• _About this exercise_:
The entries must be restated exactly as written.
------ Records provided ------
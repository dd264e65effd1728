use std::fs;
use std::path::{Path, PathBuf};

use chrono::{SecondsFormat, Utc};
use serde::de::DeserializeOwned;
use serde::Serialize;

use crate::errors::AppError;

pub fn now_utc_string() -> String {
    Utc::now().to_rfc3339_opts(SecondsFormat::Secs, true)
}

pub fn ensure_directory(path: &Path) -> Result<(), AppError> {
    fs::create_dir_all(path).map_err(|e| AppError::io(path, e))
}

pub fn read_json<T: DeserializeOwned>(path: &Path) -> Result<T, AppError> {
    let raw = fs::read(path).map_err(|e| AppError::io(path, e))?;
    serde_json::from_slice(&raw).map_err(|e| AppError::json(path, e))
}

pub fn write_json_pretty<T: Serialize>(path: &Path, value: &T) -> Result<(), AppError> {
    if let Some(parent) = path.parent() {
        ensure_directory(parent)?;
    }

    let mut data = serde_json::to_vec_pretty(value).map_err(|e| AppError::json(path, e))?;
    data.push(b'\n');
    fs::write(path, data).map_err(|e| AppError::io(path, e))
}

/// Lists the run directories under `root` (names starting with `run`), sorted.
pub fn list_run_dirs(root: &Path) -> Result<Vec<String>, AppError> {
    let mut runs = Vec::new();
    for entry in fs::read_dir(root).map_err(|e| AppError::io(root, e))? {
        let entry = entry.map_err(|e| AppError::io(root, e))?;
        let name = entry.file_name().to_string_lossy().to_string();
        if entry.path().is_dir() && name.starts_with("run") {
            runs.push(name);
        }
    }
    runs.sort_by_key(|name| (run_number(name), name.clone()));
    Ok(runs)
}

/// Resolves a run selector against `root`. A bare number matches `run<n>` or `run_<n>`;
/// anything else is taken as a directory name. Returns `None` when nothing exists.
pub fn resolve_run_dir(root: &Path, selector: &str) -> Option<(String, PathBuf)> {
    let selector = selector.trim();
    let candidates: Vec<String> = if selector.chars().all(|c| c.is_ascii_digit()) && !selector.is_empty() {
        vec![format!("run{selector}"), format!("run_{selector}"), selector.to_string()]
    } else {
        vec![selector.to_string()]
    };
    candidates
        .into_iter()
        .map(|name| {
            let path = root.join(&name);
            (name, path)
        })
        .find(|(_, path)| path.is_dir())
}

fn run_number(name: &str) -> u64 {
    name.chars()
        .filter(|c| c.is_ascii_digit())
        .collect::<String>()
        .parse()
        .unwrap_or(u64::MAX)
}
// roster_core/src/source.rs
use std::future::Future;

use crate::domain::{Company, PageResult};
use crate::error::FetchError;

/// Where companies come from. Pages are numbered from 1.
pub trait CompanySource: Send + Sync {
    fn fetch_page(&self, page: u32) -> impl Future<Output = Result<PageResult, FetchError>> + Send;

    /// `FetchError::NotFound` when no company has this id.
    fn fetch_company(&self, id: &str)
    -> impl Future<Output = Result<Company, FetchError>> + Send;
}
------
• _Task solution_:
repository dd264e65effd1728
use std::fs;
use std::path::{Path, PathBuf};

use chrono::{SecondsFormat, Utc};
use serde::de::DeserializeOwned;
use serde::Serialize;

use crate::errors::AppError;

pub fn now_utc_string() -> String {
    Utc::now().to_rfc3339_opts(SecondsFormat::Secs, true)
}

pub fn ensure_directory(path: &Path) -> Result<(), AppError> {
    fs::create_dir_all(path).map_err(|e| AppError::io(path, e))
}

pub fn read_json<T: DeserializeOwned>(path: &Path) -> Result<T, AppError> {
    let raw = fs::read(path).map_err(|e| AppError::io(path, e))?;
    serde_json::from_slice(&raw).map_err(|e| AppError::json(path, e))
}

pub fn write_json_pretty<T: Serialize>(path: &Path, value: &T) -> Result<(), AppError> {
    if let Some(parent) = path.parent() {
        ensure_directory(parent)?;
    }

    let mut data = serde_json::to_vec_pretty(value).map_err(|e| AppError::json(path, e))?;
    data.push(b'\n');
    fs::write(path, data).map_err(|e| AppError::io(path, e))
}

/// Lists the run directories under `root` (names starting with `run`), sorted.
pub fn list_run_dirs(root: &Path) -> Result<Vec<String>, AppError> {
    let mut runs = Vec::new();
    for entry in fs::read_dir(root).map_err(|e| AppError::io(root, e))? {
        let entry = entry.map_err(|e| AppError::io(root, e))?;
        let name = entry.file_name().to_string_lossy().to_string();
        if entry.path().is_dir() && name.starts_with("run") {
            runs.push(name);
        }
    }
    runs.sort_by_key(|name| (run_number(name), name.clone()));
    Ok(runs)
}

/// Resolves a run selector against `root`. A bare number matches `run<n>` or `run_<n>`;
/// anything else is taken as a directory name. Returns `None` when nothing exists.
pub fn resolve_run_dir(root: &Path, selector: &str) -> Option<(String, PathBuf)> {
    let selector = selector.trim();
    let candidates: Vec<String> = if selector.chars().all(|c| c.is_ascii_digit()) && !selector.is_empty() {
        vec![format!("run{selector}"), format!("run_{selector}"), selector.to_string()]
    } else {
        vec![selector.to_string()]
    };
    candidates
        .into_iter()
        .map(|name| {
            let path = root.join(&name);
            (name, path)
        })
        .find(|(_, path)| path.is_dir())
}

fn run_number(name: &str) -> u64 {
    name.chars()
        .filter(|c| c.is_ascii_digit())
        .collect::<String>()
        .parse()
        .unwrap_or(u64::MAX)
}
// roster_core/src/source.rs
use std::future::Future;

use crate::domain::{Company, PageResult};
use crate::error::FetchError;

/// Where companies come from. Pages are numbered from 1.
pub trait CompanySource: Send + Sync {
    fn fetch_page(&self, page: u32) -> impl Future<Output = Result<PageResult, FetchError>> + Send;

    /// `FetchError::NotFound` when no company has this id.
    fn fetch_company(&self, id: &str)
    -> impl Future<Output = Result<Company, FetchError>> + Send;
}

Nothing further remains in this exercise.